Selamat berjumpa kembali dengan buletin edisi tahun baru! Bagaimana keadaan para pembaca sekalian? Semoga di tahun baru ini, semua berjalan sesuai rencana. Kalau pun belum, jangan terlalu kecewa. Bukankah hari ini masih menawarkan kesempatan kita untuk menyelesaikan tugas dan tanggung jawab? Jadi, jangan ditunda-tunda lagi ya. Nanti tau-tau sudah 2006 lho, hehe...
Adakah nuansa yang berbeda dari tahun sebelumnya? Oya, kita punya pemimpin negara yang baru beberapa bulan menjabat sebagai Presiden. Prestasi baru kita sebagai masyarakat Indonesia yang perlu dibanggakan adalah memilih presiden dengan aman dan demokratis. Mudah-mudahan prestasi yang membanggakan ini dapat dilanjutkan dengan memberikan pengawasan dan kontribusi untuk mewujudkan cita-cita bersama pada tahun yang baru ini. Pelajaran berharga bagi para elit politik dan pemimpin bangsa adalah bahwa rakyat Indonesia mampu menjalankan pilihannya tanpa kekerasan. Rakyat Indonesia bukan rakyat yang bodoh dan hanya mengekor saja.
Kini, kami membawa kabar dari kantor P3H yang juga semarak dengan kesibukan-kesibukan nan lalu lalang. Beberapa waktu lalu, P3H diundang mengikuti pertemuan mitra kerja CRWRC Asia di Filipina; kemudian menggelar pelatihan penanggulangan bencana; pelatihan Capacity Building juga tidak absen dan saat ini kami sedang mempersiapkan bahan untuk evaluasi bulan Januari ini. Meskipun tampaknya kesibukan ini silih berganti, tetapi kami tidak ingin menggeser fokus kami yakni melayani gereja-gereja agar lebih mampu melakukan pelayanan yang holistik, berdampak lebih luas kepada masyarakat. Bicara tentang dampak, saat ini P3H sedang melakukan sebuah survey melalui angket yang kami kirim kepada para pendeta dan gereja-gereja yang selama ini mendapatkan kiriman Buletin dan Bahan Pemahaman Alkitab. Tidak semuanya memang, kami hanya mengambil sampel saja. Tujuan survey ini tak lain adalah mengetahui sejauh mana dampak buletin dan bahan PA, apakah memberi manfaat bagi para pembaca atau tidak. Hasilnya akan menjadi masukan dalam perbaikannya di kemudian hari.

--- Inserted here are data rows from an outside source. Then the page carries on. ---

//! Error types for OpenTelemetry integration

use thiserror::Error;

/// Result type alias for telemetry operations
pub type TelemetryResult<T> = Result<T, TelemetryError>;

/// Telemetry error types
#[derive(Debug, Error)]
pub enum TelemetryError {
    /// Configuration error
    #[error("Configuration error: {0}")]
    Config(String),

    /// Exporter error
    #[error("Exporter error: {0}")]
    Exporter(String),

    /// Shutdown error
    #[error("Shutdown error: {0}")]
    Shutdown(String),

    /// Generic error
    #[error("Telemetry error: {0}")]
    Other(String),
}

impl From<String> for TelemetryError {
    fn from(s: String) -> Self {
        TelemetryError::Other(s)
    }
}

impl From<&str> for TelemetryError {
    fn from(s: &str) -> Self {
        TelemetryError::Other(s.to_string())
    }
}
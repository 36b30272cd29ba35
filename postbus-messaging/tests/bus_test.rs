//! Bus integration tests against the in-memory broker

mod common;

use std::sync::Arc;
use std::sync::atomic::{AtomicUsize, Ordering};
use std::time::Duration;

use common::*;
use opentelemetry::trace::SpanKind;
use postbus_messaging::*;
use postbus_testing::*;

const WAIT: Duration = Duration::from_secs(5);

#[tokio::test]
async fn test_published_message_is_handled() {
    let broker = InMemoryBroker::new();
    let bus = bus(&broker);
    let handler = FakeHandler::<ProducerConsumerMessage>::new();

    bus.connect_consumer_handler::<ProducerConsumerMessage, _>(handler.clone())
        .await
        .unwrap();
    bus.start().await.unwrap();
    assert!(bus.is_running());

    bus.publish_message(&ProducerConsumerMessage::new("x"), None)
        .await
        .unwrap();

    assert!(wait_until(WAIT, || handler.is_handled()).await);
    assert_eq!(handler.messages()[0].data, "x");

    bus.stop(WAIT).await.unwrap();
    assert!(!bus.is_running());
}

#[tokio::test]
async fn test_handlers_of_one_type_share_a_consumer() {
    let broker = InMemoryBroker::new();
    let bus = bus(&broker);
    let first = FakeHandler::<ProducerConsumerMessage>::new();
    let second = FakeHandler::<ProducerConsumerMessage>::new();

    bus.connect_consumer_handler::<ProducerConsumerMessage, _>(first.clone())
        .await
        .unwrap();
    bus.connect_consumer_handler::<ProducerConsumerMessage, _>(second.clone())
        .await
        .unwrap();

    assert_eq!(bus.consumers().len(), 1);
    let consumer = bus.consumer::<ProducerConsumerMessage>().unwrap();
    assert_eq!(consumer.handler_count(), 2);
    assert!(bus.consumer::<PaymentCaptured>().is_none());

    bus.start().await.unwrap();
    bus.publish_message(&ProducerConsumerMessage::new("x"), None)
        .await
        .unwrap();

    assert!(wait_until(WAIT, || first.is_handled() && second.is_handled()).await);
    bus.stop(WAIT).await.unwrap();
}

#[tokio::test]
async fn test_consumers_on_distinct_queues_both_receive() {
    let broker = InMemoryBroker::new();
    let bus = bus(&broker);
    let orders = FakeHandler::<ProducerConsumerMessage>::new();
    let audit = FakeHandler::<ProducerConsumerMessage>::new();

    let audit_options = ConsumerOptions {
        queue: QueueOptions::new("producer_consumer_message_audit"),
        ..consumer_options::<ProducerConsumerMessage>()
    };
    let connection = bus.connection().clone();
    for (options, handler) in [
        (consumer_options::<ProducerConsumerMessage>(), orders.clone()),
        (audit_options, audit.clone()),
    ] {
        let consumer = RabbitMqConsumer::<ProducerConsumerMessage>::new(
            connection.clone(),
            Arc::new(JsonSerializer::new()),
            postbus_log::Logger::none(),
            options,
        )
        .with_handler(handler);
        bus.connect_consumer(Arc::new(consumer)).await.unwrap();
    }

    bus.start().await.unwrap();
    bus.publish_message(&ProducerConsumerMessage::new("x"), None)
        .await
        .unwrap();

    assert!(wait_until(WAIT, || orders.is_handled() && audit.is_handled()).await);
    assert_eq!(broker.published()[0].routed_to.len(), 2);

    bus.stop(WAIT).await.unwrap();
}

#[tokio::test]
async fn test_consumer_connected_to_running_bus_starts() {
    let broker = InMemoryBroker::new();
    let bus = bus(&broker);
    bus.start().await.unwrap();

    let handler = FakeHandler::<ProducerConsumerMessage>::new();
    bus.connect_consumer_handler::<ProducerConsumerMessage, _>(handler.clone())
        .await
        .unwrap();
    let consumer = bus.consumer::<ProducerConsumerMessage>().unwrap();
    assert_eq!(consumer.state(), ConsumerState::Consuming);

    bus.publish_message(&ProducerConsumerMessage::new("x"), None)
        .await
        .unwrap();
    assert!(wait_until(WAIT, || handler.is_handled()).await);

    bus.stop(WAIT).await.unwrap();
    assert_eq!(consumer.state(), ConsumerState::Stopped);
}

#[tokio::test]
async fn test_start_twice_keeps_consumers_running() {
    let broker = InMemoryBroker::new();
    let bus = bus(&broker);
    let handler = FakeHandler::<ProducerConsumerMessage>::new();
    bus.connect_consumer_handler::<ProducerConsumerMessage, _>(handler)
        .await
        .unwrap();

    bus.start().await.unwrap();
    bus.start().await.unwrap();
    assert_eq!(broker.consumer_count("producer_consumer_message_queue"), 1);

    bus.stop(WAIT).await.unwrap();
    bus.stop(WAIT).await.unwrap();
}

#[tokio::test]
async fn test_start_accepts_consumer_started_elsewhere() {
    let broker = InMemoryBroker::new();
    let bus = bus(&broker);
    bus.connect_consumer_handler::<ProducerConsumerMessage, _>(
        FakeHandler::<ProducerConsumerMessage>::new(),
    )
    .await
    .unwrap();
    let consumer = bus.consumer::<ProducerConsumerMessage>().unwrap();
    consumer.consume().await.unwrap();

    bus.start().await.unwrap();
    assert_eq!(consumer.state(), ConsumerState::Consuming);
    assert_eq!(broker.consumer_count("producer_consumer_message_queue"), 1);

    bus.stop(WAIT).await.unwrap();
}

#[tokio::test(flavor = "multi_thread", worker_threads = 4)]
async fn test_concurrent_start_and_connect() {
    for _ in 0..50 {
        let broker = InMemoryBroker::new();
        let bus = Arc::new(bus(&broker));

        let starter = bus.clone();
        let start = tokio::spawn(async move { starter.start().await });
        let connector = bus.clone();
        let connect = tokio::spawn(async move {
            connector
                .connect_consumer_handler::<ProducerConsumerMessage, _>(
                    FakeHandler::<ProducerConsumerMessage>::new(),
                )
                .await
        });

        start.await.unwrap().unwrap();
        connect.await.unwrap().unwrap();
        // Whichever ran last started the consumer exactly once
        bus.start().await.unwrap();
        assert_eq!(broker.consumer_count("producer_consumer_message_queue"), 1);

        bus.stop(WAIT).await.unwrap();
    }
}

#[tokio::test]
async fn test_stop_drains_all_consumers() {
    let broker = InMemoryBroker::new();
    let bus = bus(&broker);
    let slow = ConcurrencyProbe::<ProducerConsumerMessage>::new(Duration::from_millis(150));
    let payments = ConcurrencyProbe::<PaymentCaptured>::new(Duration::from_millis(150));
    bus.connect_consumer_handler::<ProducerConsumerMessage, _>(slow.clone())
        .await
        .unwrap();
    bus.connect_consumer_handler::<PaymentCaptured, _>(payments.clone())
        .await
        .unwrap();
    bus.start().await.unwrap();

    bus.publish_message(&ProducerConsumerMessage::new("x"), None)
        .await
        .unwrap();
    bus.publish_message(
        &PaymentCaptured {
            amount_cents: 10,
            ..Default::default()
        },
        None,
    )
    .await
    .unwrap();
    assert!(wait_until(WAIT, || slow.in_flight() == 1 && payments.in_flight() == 1).await);

    bus.stop(WAIT).await.unwrap();

    assert_eq!(slow.completed(), 1);
    assert_eq!(payments.completed(), 1);
    for consumer in bus.consumers() {
        assert_eq!(consumer.state(), ConsumerState::Stopped);
    }
}

#[tokio::test]
async fn test_stop_reports_drain_timeout() {
    let broker = InMemoryBroker::new();
    let bus = bus(&broker);
    let stuck = ConcurrencyProbe::<ProducerConsumerMessage>::new(Duration::from_secs(10));
    let quick = FakeHandler::<PaymentCaptured>::new();
    bus.connect_consumer_handler::<ProducerConsumerMessage, _>(stuck.clone())
        .await
        .unwrap();
    bus.connect_consumer_handler::<PaymentCaptured, _>(quick)
        .await
        .unwrap();
    bus.start().await.unwrap();

    bus.publish_message(&ProducerConsumerMessage::new("x"), None)
        .await
        .unwrap();
    assert!(wait_until(WAIT, || stuck.in_flight() == 1).await);

    let result = bus.stop(Duration::from_millis(50)).await;

    assert!(matches!(result, Err(MessagingError::Timeout(_))));
    for consumer in bus.consumers() {
        assert_eq!(consumer.state(), ConsumerState::Stopped);
    }
}

#[tokio::test]
async fn test_configured_consumer_options_are_used() {
    let broker = InMemoryBroker::new();
    let options = ConsumerOptions {
        queue: QueueOptions::new("billing_payments"),
        prefetch_count: 1,
        ..consumer_options::<PaymentCaptured>()
    };
    let bus = RabbitMqBus::new(
        deps(&broker),
        BusConfig::new().with_consumer_options::<PaymentCaptured>(options),
    );
    let handler = FakeHandler::<PaymentCaptured>::new();
    bus.connect_consumer_handler::<PaymentCaptured, _>(handler)
        .await
        .unwrap();
    bus.start().await.unwrap();

    assert!(broker.queue_exists("billing_payments"));
    assert!(!broker.queue_exists("payment_captured_queue"));
    let consumer = bus.consumer::<PaymentCaptured>().unwrap();
    assert_eq!(consumer.options().prefetch_count, 1);

    bus.stop(WAIT).await.unwrap();
}

#[tokio::test]
async fn test_lifecycle_hooks() {
    let broker = InMemoryBroker::new();
    let bus = bus(&broker);
    let produced = Arc::new(AtomicUsize::new(0));
    let consumed = Arc::new(parking_lot::Mutex::new(Vec::new()));

    let counter = produced.clone();
    bus.on_produced(move |m| {
        assert_eq!(m.exchange, "producer_consumer_message");
        counter.fetch_add(1, Ordering::SeqCst);
    });
    let recorder = consumed.clone();
    bus.on_consumed(move |m| recorder.lock().push(m.clone()));

    let handler = FakeHandler::<ProducerConsumerMessage>::new();
    bus.connect_consumer_handler::<ProducerConsumerMessage, _>(handler)
        .await
        .unwrap();
    bus.start().await.unwrap();

    let message = ProducerConsumerMessage::new("x");
    bus.publish_message(&message, None).await.unwrap();

    assert!(wait_until(WAIT, || consumed.lock().len() == 1).await);
    assert_eq!(produced.load(Ordering::SeqCst), 1);
    let consumed = consumed.lock()[0].clone();
    assert_eq!(consumed.message_type, "ProducerConsumerMessage");
    assert_eq!(consumed.message_id, message.message_id());
    assert_eq!(consumed.queue, "producer_consumer_message_queue");

    bus.stop(WAIT).await.unwrap();
}

#[tokio::test]
async fn test_bus_pipelines_wrap_handlers() {
    struct Counting(Arc<AtomicUsize>);

    #[async_trait::async_trait]
    impl ConsumerPipeline for Counting {
        async fn handle(
            &self,
            ctx: ConsumeContext<dyn DynMessage>,
            next: Next,
        ) -> Result<(), HandlerError> {
            self.0.fetch_add(1, Ordering::SeqCst);
            next(ctx).await
        }
    }

    let broker = InMemoryBroker::new();
    let calls = Arc::new(AtomicUsize::new(0));
    let bus = RabbitMqBus::new(
        deps(&broker),
        BusConfig::new().with_pipeline(Counting(calls.clone())),
    );
    let handler = FakeHandler::<ProducerConsumerMessage>::new();
    bus.connect_consumer_handler::<ProducerConsumerMessage, _>(handler.clone())
        .await
        .unwrap();
    bus.start().await.unwrap();

    bus.publish_message(&ProducerConsumerMessage::new("x"), None)
        .await
        .unwrap();

    assert!(wait_until(WAIT, || handler.is_handled()).await);
    assert_eq!(calls.load(Ordering::SeqCst), 1);

    bus.stop(WAIT).await.unwrap();
}

#[tokio::test]
async fn test_registry_tracks_bus_types() {
    let broker = InMemoryBroker::new();
    let bus = bus(&broker);
    let handler = FakeHandler::<PaymentCaptured>::new();
    bus.connect_consumer_handler::<PaymentCaptured, _>(handler)
        .await
        .unwrap();
    bus.register::<ProducerConsumerMessage>();

    bus.with_registry(|registry| {
        assert_eq!(registry.len(), 2);
        let topology = registry.topology("PaymentCaptured").unwrap();
        assert_eq!(topology.queue, "payment_captured_queue");
    });
}

#[tokio::test]
async fn test_consumer_span_continues_producer_trace() {
    let broker = InMemoryBroker::new();
    let (provider, exporter) = span_recorder();
    let deps = deps(&broker).with_tracer(postbus_telemetry::provider_tracer(&provider, "test"));
    let bus = RabbitMqBus::new(deps, BusConfig::new());
    let handler = FakeHandler::<ProducerConsumerMessage>::new();
    bus.connect_consumer_handler::<ProducerConsumerMessage, _>(handler.clone())
        .await
        .unwrap();
    bus.start().await.unwrap();

    bus.publish_message(&ProducerConsumerMessage::new("x"), None)
        .await
        .unwrap();
    assert!(
        wait_until(WAIT, || exporter
            .get_finished_spans()
            .map(|s| s.len() == 2)
            .unwrap_or(false))
        .await
    );
    bus.stop(WAIT).await.unwrap();

    let spans = exporter.get_finished_spans().unwrap();
    let producer = spans
        .iter()
        .find(|s| s.span_kind == SpanKind::Producer)
        .unwrap();
    let consumer = spans
        .iter()
        .find(|s| s.span_kind == SpanKind::Consumer)
        .unwrap();

    assert_eq!(consumer.name, "ProducerConsumerMessage process");
    assert_eq!(
        consumer.span_context.trace_id(),
        producer.span_context.trace_id()
    );
    assert_eq!(consumer.parent_span_id, producer.span_context.span_id());
}
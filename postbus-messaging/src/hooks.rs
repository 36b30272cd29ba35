//! Bus lifecycle hooks.

use std::sync::Arc;

use parking_lot::RwLock;

use crate::metadata::Metadata;

/// A message confirmed by the broker.
#[derive(Debug, Clone)]
pub struct ProducedMessage {
    pub message_type: String,
    pub message_id: String,
    pub correlation_id: String,
    pub exchange: String,
    pub routing_key: String,
    pub metadata: Metadata,
}

/// A delivery whose handlers all succeeded.
#[derive(Debug, Clone)]
pub struct ConsumedMessage {
    pub message_type: String,
    pub message_id: String,
    pub correlation_id: String,
    pub queue: String,
    pub delivery_tag: u64,
    pub redelivered: bool,
    pub metadata: Metadata,
}

pub type ProducedHook = Arc<dyn Fn(&ProducedMessage) + Send + Sync>;
pub type ConsumedHook = Arc<dyn Fn(&ConsumedMessage) + Send + Sync>;

/// Hook registry shared by a bus, its producer and its consumers.
#[derive(Default)]
pub struct Hooks {
    produced: RwLock<Vec<ProducedHook>>,
    consumed: RwLock<Vec<ConsumedHook>>,
}

impl Hooks {
    pub fn new() -> Self {
        Self::default()
    }

    pub fn on_produced<F>(&self, hook: F)
    where
        F: Fn(&ProducedMessage) + Send + Sync + 'static,
    {
        self.produced.write().push(Arc::new(hook));
    }

    pub fn on_consumed<F>(&self, hook: F)
    where
        F: Fn(&ConsumedMessage) + Send + Sync + 'static,
    {
        self.consumed.write().push(Arc::new(hook));
    }

    pub(crate) fn fire_produced(&self, message: &ProducedMessage) {
        // Snapshot so a hook may register further hooks.
        let hooks = self.produced.read().clone();
        for hook in hooks {
            hook(message);
        }
    }

    pub(crate) fn fire_consumed(&self, message: &ConsumedMessage) {
        let hooks = self.consumed.read().clone();
        for hook in hooks {
            hook(message);
        }
    }
}

#[cfg(test)]
mod tests {
    use super::*;
    use std::sync::atomic::{AtomicUsize, Ordering};

    #[test]
    fn test_hooks_fire_in_registration_order() {
        let hooks = Hooks::new();
        let seen = Arc::new(RwLock::new(Vec::new()));

        for i in 0..3 {
            let seen = seen.clone();
            hooks.on_produced(move |m| seen.write().push(format!("{}:{}", i, m.message_type)));
        }

        hooks.fire_produced(&ProducedMessage {
            message_type: "Order".into(),
            message_id: "1".into(),
            correlation_id: "c".into(),
            exchange: "order".into(),
            routing_key: "order".into(),
            metadata: Metadata::new(),
        });

        assert_eq!(*seen.read(), vec!["0:Order", "1:Order", "2:Order"]);
    }

    #[test]
    fn test_consumed_hooks_are_separate() {
        let hooks = Hooks::new();
        let count = Arc::new(AtomicUsize::new(0));
        let c = count.clone();
        hooks.on_consumed(move |_| {
            c.fetch_add(1, Ordering::SeqCst);
        });

        hooks.fire_consumed(&ConsumedMessage {
            message_type: "Order".into(),
            message_id: "1".into(),
            correlation_id: String::new(),
            queue: "order_queue".into(),
            delivery_tag: 1,
            redelivered: false,
            metadata: Metadata::new(),
        });

        assert_eq!(count.load(Ordering::SeqCst), 1);
    }
}
//! Consumer-side middleware around handler invocation.
//!
//! Stages run onion-style in registration order: the first stage added is
//! the outermost. A stage that returns without calling `next` stops the
//! chain, the handler included.

use std::future::Future;
use std::pin::Pin;
use std::sync::Arc;
use std::time::Instant;

use async_trait::async_trait;
use opentelemetry::global::BoxedTracer;
use opentelemetry::trace::{Span, SpanKind, TraceContextExt, Tracer};
use opentelemetry::{Context, KeyValue};
use postbus_telemetry::attributes::{
    MESSAGING_CONSUMER_ID, MESSAGING_DESTINATION_NAME, MESSAGING_OPERATION,
    MESSAGING_RABBITMQ_ROUTING_KEY, message_attributes,
};
use postbus_telemetry::finish_span;
use tracing::{debug, trace, warn};

use crate::context::ConsumeContext;
use crate::error::HandlerError;
use crate::message::DynMessage;

/// Boxed future returned by pipeline continuations.
pub type PipelineFuture = Pin<Box<dyn Future<Output = Result<(), HandlerError>> + Send>>;

/// Continuation running the rest of the chain.
pub type Next = Box<dyn FnOnce(ConsumeContext<dyn DynMessage>) -> PipelineFuture + Send>;

/// Terminal call at the end of the chain.
pub type HandlerFn =
    Arc<dyn Fn(ConsumeContext<dyn DynMessage>) -> PipelineFuture + Send + Sync>;

/// A cross-cutting stage wrapped around handler invocation.
#[async_trait]
pub trait ConsumerPipeline: Send + Sync {
    async fn handle(
        &self,
        ctx: ConsumeContext<dyn DynMessage>,
        next: Next,
    ) -> Result<(), HandlerError>;
}

/// Ordered pipeline stages.
#[derive(Clone, Default)]
pub struct PipelineChain {
    stages: Arc<Vec<Arc<dyn ConsumerPipeline>>>,
}

impl PipelineChain {
    pub fn new() -> Self {
        Self::default()
    }

    /// Tracing, logging and validation, outermost first.
    pub fn standard(tracer: Arc<BoxedTracer>) -> Self {
        let mut chain = Self::new();
        chain.push(TracingPipeline::new(tracer));
        chain.push(LoggingPipeline);
        chain.push(ValidationPipeline);
        chain
    }

    /// Add a stage inside the ones already registered.
    pub fn push<P: ConsumerPipeline + 'static>(&mut self, stage: P) {
        self.push_arc(Arc::new(stage));
    }

    pub fn push_arc(&mut self, stage: Arc<dyn ConsumerPipeline>) {
        let mut stages = (*self.stages).clone();
        stages.push(stage);
        self.stages = Arc::new(stages);
    }

    /// Chain of `self` followed by `inner`.
    pub fn then(&self, inner: &PipelineChain) -> Self {
        let mut stages = (*self.stages).clone();
        stages.extend(inner.stages.iter().cloned());
        Self {
            stages: Arc::new(stages),
        }
    }

    pub fn len(&self) -> usize {
        self.stages.len()
    }

    pub fn is_empty(&self) -> bool {
        self.stages.is_empty()
    }

    /// Run the chain around `handler`.
    pub fn execute(
        &self,
        ctx: ConsumeContext<dyn DynMessage>,
        handler: HandlerFn,
    ) -> PipelineFuture {
        self.execute_from(0, ctx, handler)
    }

    fn execute_from(
        &self,
        index: usize,
        ctx: ConsumeContext<dyn DynMessage>,
        handler: HandlerFn,
    ) -> PipelineFuture {
        if index >= self.stages.len() {
            trace!("Pipeline complete, calling handler");
            handler(ctx)
        } else {
            let stage = self.stages[index].clone();
            let chain = self.clone();

            trace!(stage_index = index, "Executing pipeline stage");
            Box::pin(async move {
                stage
                    .handle(
                        ctx,
                        Box::new(move |ctx| chain.execute_from(index + 1, ctx, handler)),
                    )
                    .await
            })
        }
    }
}

/// Opens a consumer span, child of the producer span carried in the
/// delivery headers.
pub struct TracingPipeline {
    tracer: Arc<BoxedTracer>,
}

impl TracingPipeline {
    pub fn new(tracer: Arc<BoxedTracer>) -> Self {
        Self { tracer }
    }
}

#[async_trait]
impl ConsumerPipeline for TracingPipeline {
    async fn handle(
        &self,
        ctx: ConsumeContext<dyn DynMessage>,
        next: Next,
    ) -> Result<(), HandlerError> {
        let parent = if ctx.span_context().is_valid() {
            Context::new().with_remote_span_context(ctx.span_context().clone())
        } else {
            Context::new()
        };

        let correlation_id = ctx.correlation_id();
        let mut attributes =
            message_attributes(ctx.message_type(), ctx.message_id(), Some(correlation_id));
        attributes.push(KeyValue::new(MESSAGING_OPERATION, "process"));
        attributes.push(KeyValue::new(
            MESSAGING_DESTINATION_NAME,
            ctx.exchange().to_string(),
        ));
        attributes.push(KeyValue::new(
            MESSAGING_RABBITMQ_ROUTING_KEY,
            ctx.routing_key().to_string(),
        ));
        attributes.push(KeyValue::new(MESSAGING_CONSUMER_ID, ctx.queue().to_string()));

        let span = self.tracer.build_with_context(
            self.tracer
                .span_builder(format!("{} process", ctx.message_type()))
                .with_kind(SpanKind::Consumer)
                .with_attributes(attributes),
            &parent,
        );

        let child = ctx.with_span_context(span.span_context().clone());
        let result = next(child).await;
        finish_span(span, &result);
        result
    }
}

/// Logs start, completion and failure of every handler call.
pub struct LoggingPipeline;

#[async_trait]
impl ConsumerPipeline for LoggingPipeline {
    async fn handle(
        &self,
        ctx: ConsumeContext<dyn DynMessage>,
        next: Next,
    ) -> Result<(), HandlerError> {
        let message_type = ctx.message_type().to_string();
        let message_id = ctx.message_id().to_string();
        let start = Instant::now();

        debug!(
            message_type = %message_type,
            message_id = %message_id,
            redelivered = ctx.redelivered(),
            "Handling message"
        );

        let result = next(ctx).await;
        let elapsed_ms = start.elapsed().as_millis() as u64;

        match &result {
            Ok(()) => debug!(
                message_type = %message_type,
                message_id = %message_id,
                elapsed_ms,
                "Message handled"
            ),
            Err(e) => warn!(
                message_type = %message_type,
                message_id = %message_id,
                elapsed_ms,
                error = %e,
                "Message handler failed"
            ),
        }

        result
    }
}

/// Rejects messages whose `validate` fails without calling the handler.
pub struct ValidationPipeline;

#[async_trait]
impl ConsumerPipeline for ValidationPipeline {
    async fn handle(
        &self,
        ctx: ConsumeContext<dyn DynMessage>,
        next: Next,
    ) -> Result<(), HandlerError> {
        if let Err(e) = ctx.message().run_validation() {
            warn!(
                message_type = %ctx.message_type(),
                message_id = %ctx.message_id(),
                error = %e,
                "Message failed validation"
            );
            return Err(Box::new(e));
        }
        next(ctx).await
    }
}
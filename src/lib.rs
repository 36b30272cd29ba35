//! # Postbus
//!
//! A typed publish/subscribe message bus over AMQP 0-9-1.
//!
//! This crate re-exports the workspace crates behind one dependency:
//!
//! - [`messaging`] - messages, producer, consumers, pipeline and the bus
//! - [`log`] - the structured logger handed to the bus
//! - [`telemetry`] - OpenTelemetry tracer setup and trace propagation
//! - `testing` (feature `testing`) - an in-memory broker and fake handlers
//!
//! ## Quick start
//!
//! ```rust,ignore
//! use postbus::prelude::*;
//! use serde::{Deserialize, Serialize};
//!
//! #[derive(Debug, Default, Serialize, Deserialize)]
//! struct OrderPlaced {
//!     #[serde(flatten)]
//!     base: MessageBase,
//!     order_id: u64,
//! }
//! impl_message!(OrderPlaced);
//!
//! #[tokio::main]
//! async fn main() -> Result<(), MessagingError> {
//!     let logger = Logger::from_env();
//!     let connection = AmqpConnection::connect(&RabbitMqConfig::from_env()?).await?;
//!     let bus = RabbitMqBus::new(
//!         BusDependencies::new(connection).with_logger(logger),
//!         BusConfig::new(),
//!     );
//!
//!     bus.connect_consumer_handler::<OrderPlaced, _>(handler_fn(
//!         |ctx: ConsumeContext<OrderPlaced>| async move {
//!             tracing::info!(order_id = ctx.message().order_id, "order placed");
//!             Ok(())
//!         },
//!     ))
//!     .await?;
//!     bus.start().await?;
//!
//!     bus.publish_message(&OrderPlaced { order_id: 7, ..Default::default() }, None)
//!         .await?;
//!
//!     tokio::signal::ctrl_c().await.ok();
//!     bus.stop(DEFAULT_DRAIN_TIMEOUT).await
//! }
//! ```

pub use postbus_log as log;
pub use postbus_messaging as messaging;
pub use postbus_telemetry as telemetry;

#[cfg(feature = "testing")]
pub use postbus_testing as testing;

pub use postbus_messaging::*;

// Prelude for common imports
pub mod prelude {
    pub use postbus_log::{Format, Level, LogConfig, Logger};
    #[cfg(feature = "rabbitmq")]
    pub use postbus_messaging::AmqpConnection;
    pub use postbus_messaging::{
        BusConfig, BusControl, BusDependencies, ConsumeContext, ConsumerConnector,
        ConsumerHandler, ConsumerOptions, DEFAULT_DRAIN_TIMEOUT, HandlerError, Message,
        MessageBase, MessagingError, Metadata, Producer, ProducerOptions, RabbitMqBus,
        RabbitMqConfig, handler_fn, impl_message,
    };
    pub use postbus_telemetry::{TelemetryConfig, TracingExporter, init_tracing, shutdown_tracing};
}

Oya, masih ingat dengan sayembara penulisan artikel tentang Pelayanan Holistik? Kok sampai sekarang, redaksi baru menerima sedikit artikel? Wah, rupanya sedang musim sibuk mungkin. Tapi siapa tahu masih ada yang berminat, untuk itu kami memperpanjang sayembara tersebut. Ayo, jangan ragu-ragu untuk menulis. Menulis itu sehat lho.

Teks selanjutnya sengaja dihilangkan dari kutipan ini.